For many people and entire communities, the fires which raged in 2009 from February 7 to March 14, were the first time they came face to face with the shocking impacts of the changing climate.

 

Greg Mullins AO AFSM, founding member of Emergency Leaders for Climate Action and former Commissioner of Fire and Rescue NSW, said:

 

“The ferocity of Black Saturday took fire services by surprise and caused a fundamental rethink about national policies on evacuations and emergency warnings. Climate change is driving longer, more destructive fire seasons, and also worsening floods. Urgent action on climate pollution caused by the burning of coal, oil and gas is imperative.”

Since then, Australia has experienced escalating bushfire disasters and increasingly dangerous fire behaviour, driven by hotter and more unpredictable weather, fuelled by climate change. 

 

Serena Joyner, CEO of Bushfire Survivors for Climate Action, said:

 

“As survivors of these disasters we know the stakes. Without action to tackle climate pollution, more people like us will face extreme fires, floods and other life changing impacts.

We want everyone to live in a home that’s safe from the extreme impacts of climate change, which is why we support Australia’s renewable energy future. 

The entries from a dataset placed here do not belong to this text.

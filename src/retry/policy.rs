//! Immutable retry configuration handed to [`RetryEngine`](super::RetryEngine).

use std::time::Duration;

use crate::error::ConfigError;

/// Default number of attempts made for a single record.
pub const DEFAULT_MAX_ATTEMPTS: u32 = 3;
/// Default delay inserted before the second attempt.
pub const DEFAULT_INITIAL_BACKOFF: Duration = Duration::from_secs(1);
/// Default factor applied to the delay after each failed attempt.
pub const DEFAULT_BACKOFF_MULTIPLIER: u32 = 2;

/// Exponential backoff policy for collector requests.
///
/// Raising these numbers keeps an invocation alive for longer during
/// collector outages; lowering them makes retry exhaustion (and a redelivery
/// of the whole batch by the trigger) more likely.
#[derive(Clone, Debug, PartialEq, Eq)]
pub struct RetryPolicy {
    /// Upper bound on attempts, the first one included.
    pub max_attempts: u32,
    /// Delay before the second attempt.
    pub initial_backoff: Duration,
    /// Geometric growth factor between successive delays.
    pub multiplier: u32,
}

impl Default for RetryPolicy {
    fn default() -> Self {
        Self {
            max_attempts: DEFAULT_MAX_ATTEMPTS,
            initial_backoff: DEFAULT_INITIAL_BACKOFF,
            multiplier: DEFAULT_BACKOFF_MULTIPLIER,
        }
    }
}

impl RetryPolicy {
    /// Reject policies that could never make an attempt or never grow.
    pub fn validate(&self) -> Result<(), ConfigError> {
        if self.max_attempts == 0 {
            return Err(ConfigError::InvalidConfig(
                "max_attempts must be greater than zero".into(),
            ));
        }
        if self.multiplier == 0 {
            return Err(ConfigError::InvalidConfig(
                "backoff multiplier must be greater than zero".into(),
            ));
        }
        Ok(())
    }

    /// Delay preceding the 1-based `attempt`, or `None` for the first one.
    ///
    /// [`RetryEngine`](super::RetryEngine) sleeps for this long before each
    /// attempt.
    ///
    /// Attempt `k >= 2` waits `initial_backoff * multiplier^(k - 2)`,
    /// saturating at [`Duration::MAX`].
    pub fn backoff_before(&self, attempt: u32) -> Option<Duration> {
        if attempt < 2 {
            return None;
        }
        let mut delay = self.initial_backoff;
        for _ in 2..attempt {
            delay = delay.saturating_mul(self.multiplier);
        }
        Some(delay)
    }
}
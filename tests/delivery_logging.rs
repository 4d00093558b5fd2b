//! Diagnostic output emitted while forwarding.

use logtest::Logger;
use serial_test::serial;

use logship::test_utils::{RecordingSleeper, ScriptedTransport, awslogs_event, batch_json, response};
use logship::{Forwarder, HttpResponse, InvocationContext, StaticSecret, TimestampZone};

fn forwarder(transport: &ScriptedTransport) -> Forwarder {
    Forwarder::builder()
        .with_account_id("1234567")
        .with_secret_resolver(Box::new(StaticSecret::new("insert-key")))
        .with_timestamp_zone(TimestampZone::Utc)
        .with_transport(Box::new(transport.clone()))
        .with_sleeper(Box::new(RecordingSleeper::default()))
        .build()
        .expect("build forwarder")
}

/// Drain everything captured so far as `(level, message)` pairs.
fn drain(logger: &mut Logger) -> Vec<(log::Level, String)> {
    std::iter::from_fn(|| logger.pop())
        .map(|record| (record.level(), record.args().to_owned()))
        .collect()
}

#[test]
#[serial]
fn logs_outcomes_retries_and_failures() {
    let mut logger = Logger::start();
    drain(&mut logger);

    let refused = HttpResponse {
        body: r#"{"error":"invalid insert key"}"#.to_owned(),
        ..response(403)
    };
    let transport = ScriptedTransport::default()
        .script("a", [Ok(response(503)), Ok(response(200))])
        .script("b", [Ok(refused)])
        .unreachable_for("c", 3);
    let forwarder = forwarder(&transport);

    forwarder
        .handle(
            &awslogs_event(&batch_json(&["a", "b"])),
            &InvocationContext::new("req-log"),
        )
        .expect("batch completes");
    forwarder
        .handle(
            &serde_json::json!({"detail-type": "Scheduled Event"}),
            &InvocationContext::new("req-unsupported"),
        )
        .expect("unsupported is not an error");
    forwarder
        .handle(
            &awslogs_event(&batch_json(&["c"])),
            &InvocationContext::new("req-exhaust"),
        )
        .expect_err("retries exhausted");

    let logs = drain(&mut logger);
    let has = |level: log::Level, fragment: &str| {
        logs.iter().any(|(l, msg)| *l == level && msg.contains(fragment))
    };
    assert!(has(log::Level::Warn, "unclassified status 503"));
    assert!(has(log::Level::Info, "retrying collector request in"));
    assert!(has(log::Level::Info, "log entry a sent. Response code: 200"));
    assert!(has(log::Level::Warn, "log entry b rejected: HTTP 403"));
    assert!(has(
        log::Level::Warn,
        r#"collector response (HTTP 403): {"error":"invalid insert key"}"#
    ));
    assert!(has(log::Level::Warn, "unsupported trigger payload"));
    assert!(has(log::Level::Warn, "Scheduled Event"));
    assert!(has(log::Level::Error, "retry limit reached after 3 attempts"));
}
//! Retry policy engine wrapping a single-shot collector request.
//!
//! [`RetryEngine`] invokes an attempt closure up to
//! [`RetryPolicy::max_attempts`] times, sleeping between attempts with a
//! geometrically growing backoff. Each HTTP response is mapped through
//! [`classify_status`] into one of four classes:
//!
//! - **2xx**: Success - return [`Outcome::Delivered`] immediately.
//! - **429 (Too Many Requests)**: Throttled - terminal, never looped on here.
//! - **4xx (except 429)**: Rejected - terminal, the record is abandoned.
//! - **Anything else** (5xx included) and **transport errors**: retry.
//!
//! When every attempt is spent without a terminal class the engine yields
//! [`Outcome::Exhausted`].

mod classify;
mod engine;
mod outcome;
mod policy;
mod sleeper;


pub use classify::{Classification, classify_status};
pub use engine::RetryEngine;
pub use outcome::{Outcome, Rejection};
pub use policy::{
    DEFAULT_BACKOFF_MULTIPLIER, DEFAULT_INITIAL_BACKOFF, DEFAULT_MAX_ATTEMPTS, RetryPolicy,
};
pub use sleeper::{Sleeper, ThreadSleeper};
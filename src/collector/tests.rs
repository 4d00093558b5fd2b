//! Tests for the collector transport against a mock HTTP server.

use std::net::TcpListener;
use std::time::Duration;

use rstest::{fixture, rstest};

use crate::test_utils::mock_collector::{gunzip, spawn_collector};

use super::{CollectorClient, Transport, collector_url};

#[fixture]
fn tcp_listener() -> TcpListener {
    TcpListener::bind(("127.0.0.1", 0)).expect("bind ephemeral listener")
}

fn client_for(url: String) -> CollectorClient {
    CollectorClient::new(url, Duration::from_secs(5), Duration::from_secs(5))
}

#[rstest]
fn posts_gzip_json_with_insert_key(tcp_listener: TcpListener) {
    let (addr, rx) = spawn_collector(tcp_listener, vec![200]);
    let client = client_for(collector_url(&format!("http://{addr}"), "12345"));

    let body = crate::codec::gzip(br#"{"eventType":"Test"}"#).expect("gzip");
    let response = client.post(&body, "secret-key").expect("response");
    assert_eq!(response.status, 200);

    let captured = rx.recv_timeout(Duration::from_secs(5)).expect("request");
    assert_eq!(captured.method, "POST");
    assert_eq!(captured.path, "/v1/accounts/12345/events");
    assert_eq!(captured.header("content-type"), Some("application/json"));
    assert_eq!(captured.header("content-encoding"), Some("gzip"));
    assert_eq!(captured.header("x-insert-key"), Some("secret-key"));
    assert_eq!(gunzip(&captured.body), r#"{"eventType":"Test"}"#);
}

#[rstest]
#[case(404, "Not Found")]
#[case(429, "Too Many Requests")]
#[case(503, "Service Unavailable")]
fn error_statuses_are_responses_not_failures(
    tcp_listener: TcpListener,
    #[case] status: u16,
    #[case] text: &str,
) {
    let (addr, _rx) = spawn_collector(tcp_listener, vec![status]);
    let client = client_for(format!("http://{addr}/events"));

    let response = client.post(b"{}", "key").expect("status is a response");
    assert_eq!(response.status, status);
    assert_eq!(response.status_text, text);
}

#[rstest]
fn refused_connection_is_a_transport_failure(tcp_listener: TcpListener) {
    let addr = tcp_listener.local_addr().expect("listener has address");
    drop(tcp_listener);
    let client = client_for(format!("http://{addr}/events"));

    let err = client.post(b"{}", "key").expect_err("nothing is listening");
    assert!(err.to_string().starts_with("transport failure"));
}

#[rstest]
#[case("https://collector.example", "42", "https://collector.example/v1/accounts/42/events")]
#[case("https://collector.example/", "42", "https://collector.example/v1/accounts/42/events")]
fn builds_account_endpoint(#[case] base: &str, #[case] account: &str, #[case] expected: &str) {
    assert_eq!(collector_url(base, account), expected);
}
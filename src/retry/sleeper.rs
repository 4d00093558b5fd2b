use std::{thread, time::Duration};

/// Suspension point used between retry attempts.
pub trait Sleeper {
    /// Block the caller for `duration`.
    fn sleep(&self, duration: Duration);
}

/// Blocks the current thread; not cancellable once entered.
#[derive(Clone, Copy, Debug, Default)]
pub struct ThreadSleeper;

impl Sleeper for ThreadSleeper {
    fn sleep(&self, duration: Duration) {
        thread::sleep(duration);
    }
}
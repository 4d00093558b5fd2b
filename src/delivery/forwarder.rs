use std::fmt;

use log::{debug, error, info, warn};

use crate::codec;
use crate::collector::Transport;
use crate::config::{ForwarderBuilder, ForwarderConfig};
use crate::credential::{SecretResolver, resolve_header_value};
use crate::error::{ConfigError, DeliveryError, RecordError};
use crate::event::{LogBatch, LogRecord, OutboundEvent};
use crate::retry::{Outcome, RetryEngine};

use super::{DeliveryReport, RecordReport};

/// Forwards log batches to the collector one record at a time.
pub struct Forwarder {
    config: ForwarderConfig,
    engine: RetryEngine,
    transport: Box<dyn Transport>,
    resolver: Box<dyn SecretResolver>,
}

impl fmt::Debug for Forwarder {
    fn fmt(&self, f: &mut fmt::Formatter<'_>) -> fmt::Result {
        f.debug_struct("Forwarder")
            .field("config", &self.config)
            .finish_non_exhaustive()
    }
}

impl Forwarder {
    pub(crate) fn from_parts(
        config: ForwarderConfig,
        engine: RetryEngine,
        transport: Box<dyn Transport>,
        resolver: Box<dyn SecretResolver>,
    ) -> Self {
        Self {
            config,
            engine,
            transport,
            resolver,
        }
    }

    pub fn builder() -> ForwarderBuilder {
        ForwarderBuilder::new()
    }

    /// Build a forwarder from process environment with the default
    /// collaborators.
    pub fn from_env() -> Result<Self, ConfigError> {
        ForwarderBuilder::from_config(ForwarderConfig::from_env()?).build()
    }

    pub fn config(&self) -> &ForwarderConfig {
        &self.config
    }

    /// Deliver every record of `batch` in order.
    ///
    /// # Errors
    ///
    /// Returns [`DeliveryError::RetryExhausted`] as soon as one record
    /// exhausts its attempts; later records are not attempted.
    pub fn deliver(&self, batch: &LogBatch) -> Result<DeliveryReport, DeliveryError> {
        if batch.is_control_message() {
            info!(
                "skipping control message for log group {:?}",
                batch.log_group
            );
            return Ok(DeliveryReport::default());
        }

        let mut report = DeliveryReport {
            records: Vec::with_capacity(batch.log_events.len()),
        };
        for record in &batch.log_events {
            let result = self.deliver_record(batch, record);
            match &result {
                Ok(Outcome::Delivered { status }) => {
                    info!("log entry {} sent. Response code: {status}", record.id);
                }
                Ok(Outcome::Rejected(rejection)) => {
                    warn!("log entry {} rejected: {rejection}", record.id);
                }
                Ok(Outcome::Throttled { status, reason }) => {
                    warn!(
                        "log entry {} throttled by collector (HTTP {status}): {reason}",
                        record.id
                    );
                }
                Ok(Outcome::Exhausted { attempts }) => {
                    let err = DeliveryError::RetryExhausted {
                        record_id: record.id.clone(),
                        attempts: *attempts,
                    };
                    error!("{err}");
                    return Err(err);
                }
                Err(err) => warn!("log entry {} not sent: {err}", record.id),
            }
            report.records.push(RecordReport {
                record_id: record.id.clone(),
                result,
            });
        }
        Ok(report)
    }

    fn deliver_record(&self, batch: &LogBatch, record: &LogRecord) -> Result<Outcome, RecordError> {
        let event = OutboundEvent::from_record(
            batch,
            record,
            &self.config.event_type,
            self.config.timestamp_zone,
        )?;
        debug!("forwarding {event:?}");
        let body = codec::encode(&event)?;
        let insert_key = resolve_header_value(self.resolver.as_ref())?;
        Ok(self
            .engine
            .execute(|| self.transport.post(&body, &insert_key)))
    }
}
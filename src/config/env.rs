//! Environment variable loading for [`ForwarderConfig`].

use std::fmt::Display;
use std::str::FromStr;
use std::time::Duration;

use crate::error::ConfigError;
use crate::timestamp::TimestampZone;

use super::ForwarderConfig;

pub const ACCOUNT_ID_VAR: &str = "ACCOUNT_ID";
pub const INSERT_KEY_VAR: &str = "INSERT_KEY";
pub const EVENT_TYPE_VAR: &str = "EVENT_TYPE";
pub const COLLECTOR_URL_VAR: &str = "COLLECTOR_URL";
pub const MAX_RETRIES_VAR: &str = "MAX_RETRIES";
pub const INITIAL_BACKOFF_MS_VAR: &str = "INITIAL_BACKOFF_MS";
pub const BACKOFF_MULTIPLIER_VAR: &str = "BACKOFF_MULTIPLIER";
pub const TIMESTAMP_TIMEZONE_VAR: &str = "TIMESTAMP_TIMEZONE";
pub const CONNECT_TIMEOUT_MS_VAR: &str = "CONNECT_TIMEOUT_MS";
pub const REQUEST_TIMEOUT_MS_VAR: &str = "REQUEST_TIMEOUT_MS";

impl ForwarderConfig {
    /// Load settings from the process environment.
    ///
    /// `ACCOUNT_ID` and `INSERT_KEY` are required; every other variable
    /// falls back to its default when unset or empty.
    pub fn from_env() -> Result<Self, ConfigError> {
        Self::from_lookup(|name| std::env::var(name).ok())
    }

    /// Load settings through `lookup`, which maps a variable name to its value.
    pub fn from_lookup<F>(lookup: F) -> Result<Self, ConfigError>
    where
        F: Fn(&str) -> Option<String>,
    {
        let get = |name: &str| lookup(name).filter(|value| !value.trim().is_empty());
        let mut config = Self {
            account_id: get(ACCOUNT_ID_VAR).ok_or(ConfigError::Missing(ACCOUNT_ID_VAR))?,
            insert_key: get(INSERT_KEY_VAR).ok_or(ConfigError::Missing(INSERT_KEY_VAR))?,
            ..Self::default()
        };

        if let Some(event_type) = get(EVENT_TYPE_VAR) {
            config.event_type = event_type;
        }
        if let Some(base) = get(COLLECTOR_URL_VAR) {
            config.collector_base = base;
        }
        if let Some(attempts) = parse_var(get(MAX_RETRIES_VAR), MAX_RETRIES_VAR)? {
            config.retry.max_attempts = attempts;
        }
        if let Some(ms) = parse_var(get(INITIAL_BACKOFF_MS_VAR), INITIAL_BACKOFF_MS_VAR)? {
            config.retry.initial_backoff = Duration::from_millis(ms);
        }
        if let Some(multiplier) = parse_var(get(BACKOFF_MULTIPLIER_VAR), BACKOFF_MULTIPLIER_VAR)? {
            config.retry.multiplier = multiplier;
        }
        if let Some(zone) = get(TIMESTAMP_TIMEZONE_VAR) {
            let parsed = zone.parse::<TimestampZone>();
            config.timestamp_zone = parsed.map_err(|()| ConfigError::InvalidVar {
                name: TIMESTAMP_TIMEZONE_VAR,
                reason: format!("expected `local` or `utc`, got `{zone}`"),
            })?;
        }
        if let Some(ms) = parse_var(get(CONNECT_TIMEOUT_MS_VAR), CONNECT_TIMEOUT_MS_VAR)? {
            config.connect_timeout = Duration::from_millis(ms);
        }
        if let Some(ms) = parse_var(get(REQUEST_TIMEOUT_MS_VAR), REQUEST_TIMEOUT_MS_VAR)? {
            config.request_timeout = Duration::from_millis(ms);
        }

        config.validate()?;
        Ok(config)
    }
}

fn parse_var<T>(raw: Option<String>, name: &'static str) -> Result<Option<T>, ConfigError>
where
    T: FromStr,
    T::Err: Display,
{
    raw.map(|value| {
        value.trim().parse().map_err(|err: T::Err| ConfigError::InvalidVar {
            name,
            reason: err.to_string(),
        })
    })
    .transpose()
}
//! `ureq`-backed collector transport.

use std::time::Duration;

use ureq::{Agent, AgentBuilder};

use super::{HttpResponse, Transport, TransportFailure};

/// Default connection timeout applied when establishing HTTP connections.
pub const DEFAULT_CONNECT_TIMEOUT: Duration = Duration::from_secs(5);
/// Default overall timeout applied to a single request.
pub const DEFAULT_REQUEST_TIMEOUT: Duration = Duration::from_secs(30);

const INSERT_KEY_HEADER: &str = "X-Insert-Key";

/// Posts gzip-compressed JSON events to a fixed collector URL.
///
/// The agent keeps a connection pool between calls; nothing else is carried
/// across requests.
#[derive(Clone, Debug)]
pub struct CollectorClient {
    url: String,
    agent: Agent,
}

impl CollectorClient {
    pub fn new(url: impl Into<String>, connect_timeout: Duration, timeout: Duration) -> Self {
        let agent = AgentBuilder::new()
            .timeout_connect(connect_timeout)
            .timeout(timeout)
            .build();
        Self {
            url: url.into(),
            agent,
        }
    }
}

impl Transport for CollectorClient {
    fn post(&self, body: &[u8], insert_key: &str) -> Result<HttpResponse, TransportFailure> {
        let result = self
            .agent
            .post(&self.url)
            .set("Content-Type", "application/json")
            .set("Content-Encoding", "gzip")
            .set(INSERT_KEY_HEADER, insert_key)
            .send_bytes(body);

        match result {
            Ok(response) => Ok(into_response(response)),
            Err(ureq::Error::Status(_, response)) => Ok(into_response(response)),
            Err(ureq::Error::Transport(transport)) => Err(TransportFailure(transport.to_string())),
        }
    }
}

fn into_response(response: ureq::Response) -> HttpResponse {
    let status = response.status();
    let status_text = response.status_text().to_owned();
    // A body that cannot be read does not change the status classification.
    let body = response.into_string().unwrap_or_default();
    HttpResponse {
        status,
        status_text,
        body,
    }
}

“Burning coal and gas to generate electricity is the largest source of climate-heating emissions globally, but we know there’s a better way.  

 

“With our abundant wind and sun, world-class technology and legendary know-how we can power Australia with renewable energy instead. This will slash our power bills and create new jobs - all while lowering our emissions and the risk of future extreme impacts.

 

“So, as we pause today to remember everyone impacted by Black Saturday, and other bushfire disasters, we call on Australians everywhere to join us to protect our communities and help prevent future catastrophes by supporting Australia’s move to renewable energy.”

ENDS

 

For more information or interviews: 

 

For Bushfire Survivors for Climate Action, contact: 0407 299 007 / debra@ela.org.au

 

For Emergency Leaders for Climate Action, contact Sean O’Rourke:

0413 666 027 / sean.orourke@climatecouncil.org.au 

 

Note to editors:

 

Bushfire Survivors for Climate Action (BSCA) is a non-partisan community of people impacted by bushfires working together to call on our governments, businesses and institutions to take action on climate change. BSCA formed shortly after the Tathra and District fire in March 2018, and its founding members were all impacted by bushfires, including the Black Summer bushfires in 2019-20, Blue Mountains in 2013, Black Saturday in 2009 and Canberra in 2003. 

 

BSCA has been at the cutting edge of legal reform to reduce climate emissions and hold governments, agencies and companies to account. In 2023 the NSW Environment Protection Agency was the first such agency in the country to introduce a climate policy, which it was required to do as a result of landmark court action taken by BSCA. 

 

The Emergency Leaders for Climate Action (ELCA) are a growing coalition of former senior Australian fire and emergency service leaders who have observed how Australia is experiencing increasingly catastrophic extreme weather events that are putting lives, properties and livelihoods at greater risk and overwhelming our emergency services. ELCA members are focused on communicating the seriousness of the climate change threat, calling for government action on emissions and the necessary resources to better prepare fire and emergency services for increasingly frequent and damaging extreme weather events.